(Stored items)
[Start of Attachment]

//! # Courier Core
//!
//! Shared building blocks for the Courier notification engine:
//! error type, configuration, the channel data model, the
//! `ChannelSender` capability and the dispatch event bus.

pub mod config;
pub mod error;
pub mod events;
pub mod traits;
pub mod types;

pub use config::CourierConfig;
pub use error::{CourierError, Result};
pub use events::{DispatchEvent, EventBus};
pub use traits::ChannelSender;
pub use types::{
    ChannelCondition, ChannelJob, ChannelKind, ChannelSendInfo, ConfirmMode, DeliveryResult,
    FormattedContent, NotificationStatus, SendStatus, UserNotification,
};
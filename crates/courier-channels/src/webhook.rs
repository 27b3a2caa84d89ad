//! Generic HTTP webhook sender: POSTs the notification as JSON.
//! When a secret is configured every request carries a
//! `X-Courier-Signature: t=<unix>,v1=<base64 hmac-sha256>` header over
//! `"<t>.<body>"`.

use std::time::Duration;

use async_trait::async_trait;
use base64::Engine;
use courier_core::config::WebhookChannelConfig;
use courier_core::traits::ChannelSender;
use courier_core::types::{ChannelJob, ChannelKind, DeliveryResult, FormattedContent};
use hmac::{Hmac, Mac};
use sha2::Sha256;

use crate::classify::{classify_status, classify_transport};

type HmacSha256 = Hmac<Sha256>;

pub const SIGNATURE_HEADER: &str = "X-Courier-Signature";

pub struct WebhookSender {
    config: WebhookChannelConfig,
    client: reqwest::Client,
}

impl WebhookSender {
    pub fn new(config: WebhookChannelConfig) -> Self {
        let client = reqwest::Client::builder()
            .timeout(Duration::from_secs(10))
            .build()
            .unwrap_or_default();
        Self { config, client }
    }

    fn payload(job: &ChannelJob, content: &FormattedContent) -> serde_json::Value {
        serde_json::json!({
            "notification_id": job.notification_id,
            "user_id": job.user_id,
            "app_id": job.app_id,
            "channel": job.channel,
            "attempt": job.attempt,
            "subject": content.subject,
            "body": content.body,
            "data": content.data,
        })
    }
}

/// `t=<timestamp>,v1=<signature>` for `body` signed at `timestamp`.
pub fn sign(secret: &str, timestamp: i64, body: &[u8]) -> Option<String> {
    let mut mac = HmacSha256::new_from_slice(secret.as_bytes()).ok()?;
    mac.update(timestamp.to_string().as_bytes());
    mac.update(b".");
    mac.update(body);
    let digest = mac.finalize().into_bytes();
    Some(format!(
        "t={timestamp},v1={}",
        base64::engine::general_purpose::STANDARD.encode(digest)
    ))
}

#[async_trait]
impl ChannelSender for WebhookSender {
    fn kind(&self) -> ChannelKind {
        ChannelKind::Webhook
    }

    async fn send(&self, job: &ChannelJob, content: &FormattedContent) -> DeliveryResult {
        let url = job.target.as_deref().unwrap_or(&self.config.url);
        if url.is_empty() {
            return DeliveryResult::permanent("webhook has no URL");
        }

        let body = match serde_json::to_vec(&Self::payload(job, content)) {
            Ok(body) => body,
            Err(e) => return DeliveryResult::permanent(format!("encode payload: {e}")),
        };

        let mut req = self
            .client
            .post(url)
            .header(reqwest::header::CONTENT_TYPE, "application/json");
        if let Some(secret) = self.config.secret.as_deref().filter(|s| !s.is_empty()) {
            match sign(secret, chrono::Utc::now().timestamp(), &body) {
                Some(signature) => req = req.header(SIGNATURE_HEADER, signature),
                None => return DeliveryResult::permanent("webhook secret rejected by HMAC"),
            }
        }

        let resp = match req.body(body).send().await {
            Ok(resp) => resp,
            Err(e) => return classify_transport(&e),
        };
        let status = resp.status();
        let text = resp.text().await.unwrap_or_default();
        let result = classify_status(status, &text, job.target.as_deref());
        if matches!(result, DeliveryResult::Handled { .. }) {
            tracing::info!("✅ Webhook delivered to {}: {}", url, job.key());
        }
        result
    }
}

[End of Attachment]
[Start of Attachment]

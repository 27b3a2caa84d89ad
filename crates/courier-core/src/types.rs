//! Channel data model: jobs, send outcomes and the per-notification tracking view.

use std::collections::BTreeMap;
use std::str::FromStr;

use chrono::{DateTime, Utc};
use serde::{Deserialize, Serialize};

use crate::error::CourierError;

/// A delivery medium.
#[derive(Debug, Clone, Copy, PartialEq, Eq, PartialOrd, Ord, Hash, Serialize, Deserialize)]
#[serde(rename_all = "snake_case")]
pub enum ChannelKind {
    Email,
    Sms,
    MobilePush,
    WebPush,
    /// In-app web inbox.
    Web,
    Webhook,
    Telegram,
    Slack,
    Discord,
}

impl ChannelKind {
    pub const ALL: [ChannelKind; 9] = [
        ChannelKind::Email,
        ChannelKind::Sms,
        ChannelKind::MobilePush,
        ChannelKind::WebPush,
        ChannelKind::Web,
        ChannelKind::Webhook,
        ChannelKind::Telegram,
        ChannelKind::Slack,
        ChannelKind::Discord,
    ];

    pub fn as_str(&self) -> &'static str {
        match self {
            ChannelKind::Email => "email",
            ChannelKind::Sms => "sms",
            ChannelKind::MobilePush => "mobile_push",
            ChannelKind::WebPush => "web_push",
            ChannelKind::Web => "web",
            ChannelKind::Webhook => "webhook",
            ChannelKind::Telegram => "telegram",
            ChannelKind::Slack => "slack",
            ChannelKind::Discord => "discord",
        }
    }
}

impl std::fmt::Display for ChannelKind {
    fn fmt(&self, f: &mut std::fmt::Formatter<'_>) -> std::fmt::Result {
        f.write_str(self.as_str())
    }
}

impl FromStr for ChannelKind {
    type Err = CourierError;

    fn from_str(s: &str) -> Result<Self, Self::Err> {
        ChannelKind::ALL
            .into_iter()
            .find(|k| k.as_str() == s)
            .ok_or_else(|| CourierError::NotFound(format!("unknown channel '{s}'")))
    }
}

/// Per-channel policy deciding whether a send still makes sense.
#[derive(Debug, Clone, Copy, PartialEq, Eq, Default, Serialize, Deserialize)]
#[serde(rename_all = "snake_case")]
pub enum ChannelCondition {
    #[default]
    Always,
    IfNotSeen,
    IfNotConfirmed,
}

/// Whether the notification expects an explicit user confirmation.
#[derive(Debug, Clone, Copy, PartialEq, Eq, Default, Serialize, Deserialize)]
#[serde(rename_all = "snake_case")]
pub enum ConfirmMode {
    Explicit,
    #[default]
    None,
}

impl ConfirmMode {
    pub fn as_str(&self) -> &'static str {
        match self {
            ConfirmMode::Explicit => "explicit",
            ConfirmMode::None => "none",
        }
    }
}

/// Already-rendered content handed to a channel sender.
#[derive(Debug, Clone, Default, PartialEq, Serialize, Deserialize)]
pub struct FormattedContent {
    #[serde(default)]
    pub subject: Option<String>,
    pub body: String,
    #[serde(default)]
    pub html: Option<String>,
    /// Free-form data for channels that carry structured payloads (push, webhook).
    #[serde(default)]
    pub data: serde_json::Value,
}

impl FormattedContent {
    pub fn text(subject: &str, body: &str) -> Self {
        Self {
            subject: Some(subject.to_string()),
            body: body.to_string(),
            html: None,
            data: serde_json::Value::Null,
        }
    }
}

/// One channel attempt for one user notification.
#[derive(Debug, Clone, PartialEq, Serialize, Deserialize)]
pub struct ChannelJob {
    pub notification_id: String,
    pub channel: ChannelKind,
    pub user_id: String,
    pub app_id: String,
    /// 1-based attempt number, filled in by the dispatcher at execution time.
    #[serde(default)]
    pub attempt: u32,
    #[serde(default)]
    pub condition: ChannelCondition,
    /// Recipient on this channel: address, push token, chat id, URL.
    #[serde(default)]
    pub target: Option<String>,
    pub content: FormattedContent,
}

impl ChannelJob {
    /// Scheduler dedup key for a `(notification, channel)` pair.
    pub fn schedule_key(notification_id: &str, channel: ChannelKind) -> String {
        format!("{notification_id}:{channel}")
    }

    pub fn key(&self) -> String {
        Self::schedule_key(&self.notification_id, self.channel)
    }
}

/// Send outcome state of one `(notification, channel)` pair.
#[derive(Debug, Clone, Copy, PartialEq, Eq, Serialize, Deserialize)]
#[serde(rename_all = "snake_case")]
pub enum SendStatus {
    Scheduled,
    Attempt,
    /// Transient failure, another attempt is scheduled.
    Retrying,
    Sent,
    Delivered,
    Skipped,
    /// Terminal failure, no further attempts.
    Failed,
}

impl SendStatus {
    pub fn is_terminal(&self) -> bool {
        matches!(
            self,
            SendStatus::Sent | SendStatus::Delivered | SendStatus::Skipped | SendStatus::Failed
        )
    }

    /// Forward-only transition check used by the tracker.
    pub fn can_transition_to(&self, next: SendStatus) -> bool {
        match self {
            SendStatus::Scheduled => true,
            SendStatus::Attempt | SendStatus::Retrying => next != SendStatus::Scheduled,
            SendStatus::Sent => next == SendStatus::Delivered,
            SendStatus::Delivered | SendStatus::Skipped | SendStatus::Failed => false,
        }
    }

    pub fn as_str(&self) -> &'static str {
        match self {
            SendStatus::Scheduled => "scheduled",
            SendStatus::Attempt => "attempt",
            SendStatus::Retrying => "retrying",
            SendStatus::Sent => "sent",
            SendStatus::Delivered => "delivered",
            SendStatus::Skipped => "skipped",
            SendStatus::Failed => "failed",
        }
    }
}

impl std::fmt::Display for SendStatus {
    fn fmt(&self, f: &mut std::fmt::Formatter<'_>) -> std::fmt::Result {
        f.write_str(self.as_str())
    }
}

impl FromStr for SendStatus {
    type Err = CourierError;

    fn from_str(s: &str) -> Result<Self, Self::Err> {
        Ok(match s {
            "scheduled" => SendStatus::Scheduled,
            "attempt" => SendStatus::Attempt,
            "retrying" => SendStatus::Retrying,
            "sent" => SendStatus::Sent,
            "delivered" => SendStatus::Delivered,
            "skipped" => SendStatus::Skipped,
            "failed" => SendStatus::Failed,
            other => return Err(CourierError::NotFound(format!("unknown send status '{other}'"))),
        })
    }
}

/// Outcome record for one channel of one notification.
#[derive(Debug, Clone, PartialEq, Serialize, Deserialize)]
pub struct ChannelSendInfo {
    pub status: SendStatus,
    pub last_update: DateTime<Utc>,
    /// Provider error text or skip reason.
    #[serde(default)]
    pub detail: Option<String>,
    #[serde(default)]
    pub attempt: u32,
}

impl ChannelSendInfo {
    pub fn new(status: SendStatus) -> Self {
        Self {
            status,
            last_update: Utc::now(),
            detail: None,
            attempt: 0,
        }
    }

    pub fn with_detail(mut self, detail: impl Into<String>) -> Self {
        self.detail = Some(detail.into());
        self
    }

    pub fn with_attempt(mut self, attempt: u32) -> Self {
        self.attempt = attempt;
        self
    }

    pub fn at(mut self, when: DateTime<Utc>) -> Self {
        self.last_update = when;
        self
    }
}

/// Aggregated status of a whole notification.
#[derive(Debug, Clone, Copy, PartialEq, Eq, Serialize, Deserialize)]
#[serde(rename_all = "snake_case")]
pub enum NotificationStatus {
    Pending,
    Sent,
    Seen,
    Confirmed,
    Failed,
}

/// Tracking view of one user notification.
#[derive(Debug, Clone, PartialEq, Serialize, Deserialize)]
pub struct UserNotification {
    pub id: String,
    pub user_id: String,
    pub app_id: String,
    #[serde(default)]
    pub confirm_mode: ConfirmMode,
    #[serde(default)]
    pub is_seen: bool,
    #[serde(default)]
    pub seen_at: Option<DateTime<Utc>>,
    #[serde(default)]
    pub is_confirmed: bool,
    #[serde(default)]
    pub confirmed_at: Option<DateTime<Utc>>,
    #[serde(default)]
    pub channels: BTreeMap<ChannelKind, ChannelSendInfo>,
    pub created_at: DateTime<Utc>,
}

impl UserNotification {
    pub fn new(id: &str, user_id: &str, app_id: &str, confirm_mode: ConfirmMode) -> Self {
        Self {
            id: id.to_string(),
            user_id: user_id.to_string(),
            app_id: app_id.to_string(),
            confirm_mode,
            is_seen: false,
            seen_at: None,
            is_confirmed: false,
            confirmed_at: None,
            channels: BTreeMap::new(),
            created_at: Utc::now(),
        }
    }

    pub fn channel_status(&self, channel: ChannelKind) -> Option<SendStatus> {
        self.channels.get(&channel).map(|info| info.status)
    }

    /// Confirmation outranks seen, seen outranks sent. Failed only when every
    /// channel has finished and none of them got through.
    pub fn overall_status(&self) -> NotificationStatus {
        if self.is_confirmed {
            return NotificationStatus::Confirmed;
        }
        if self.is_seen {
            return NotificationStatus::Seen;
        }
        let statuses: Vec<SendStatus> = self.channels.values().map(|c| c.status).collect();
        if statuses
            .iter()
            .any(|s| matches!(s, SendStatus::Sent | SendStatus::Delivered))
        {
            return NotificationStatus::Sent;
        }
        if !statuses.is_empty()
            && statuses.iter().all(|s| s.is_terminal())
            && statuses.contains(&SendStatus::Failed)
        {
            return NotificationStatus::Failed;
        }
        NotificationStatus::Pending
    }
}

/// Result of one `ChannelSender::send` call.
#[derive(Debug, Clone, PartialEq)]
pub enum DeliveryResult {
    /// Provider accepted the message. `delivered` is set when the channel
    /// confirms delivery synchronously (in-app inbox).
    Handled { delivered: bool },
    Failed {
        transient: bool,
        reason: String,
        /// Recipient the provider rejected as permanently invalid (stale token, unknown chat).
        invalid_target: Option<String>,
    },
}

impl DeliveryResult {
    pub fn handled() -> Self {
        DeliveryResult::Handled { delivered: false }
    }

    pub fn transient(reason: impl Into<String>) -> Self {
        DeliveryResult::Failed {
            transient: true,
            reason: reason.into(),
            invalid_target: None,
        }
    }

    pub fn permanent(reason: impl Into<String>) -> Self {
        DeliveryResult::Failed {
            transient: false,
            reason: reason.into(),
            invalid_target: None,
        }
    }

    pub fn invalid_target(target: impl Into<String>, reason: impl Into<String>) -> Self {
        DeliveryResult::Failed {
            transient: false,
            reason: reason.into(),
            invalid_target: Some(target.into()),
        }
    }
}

[End of Attachment]

(HOW TO COMPLETE THIS TASK) From the entries above, return exactly the line containing "# Courier Core", the line containing "filename crates/courier-channels/src/webhook.rs", and all lines between, and nothing else.

(TASK ANSWER)
//! # Courier Core
//!
//! Shared building blocks for the Courier notification engine:
//! error type, configuration, the channel data model, the
//! `ChannelSender` capability and the dispatch event bus.

pub mod config;
pub mod error;
pub mod events;
pub mod traits;
pub mod types;

pub use config::CourierConfig;
pub use error::{CourierError, Result};
pub use events::{DispatchEvent, EventBus};
pub use traits::ChannelSender;
pub use types::{
    ChannelCondition, ChannelJob, ChannelKind, ChannelSendInfo, ConfirmMode, DeliveryResult,
    FormattedContent, NotificationStatus, SendStatus, UserNotification,
};
filename crates/courier-channels/src/webhook.rs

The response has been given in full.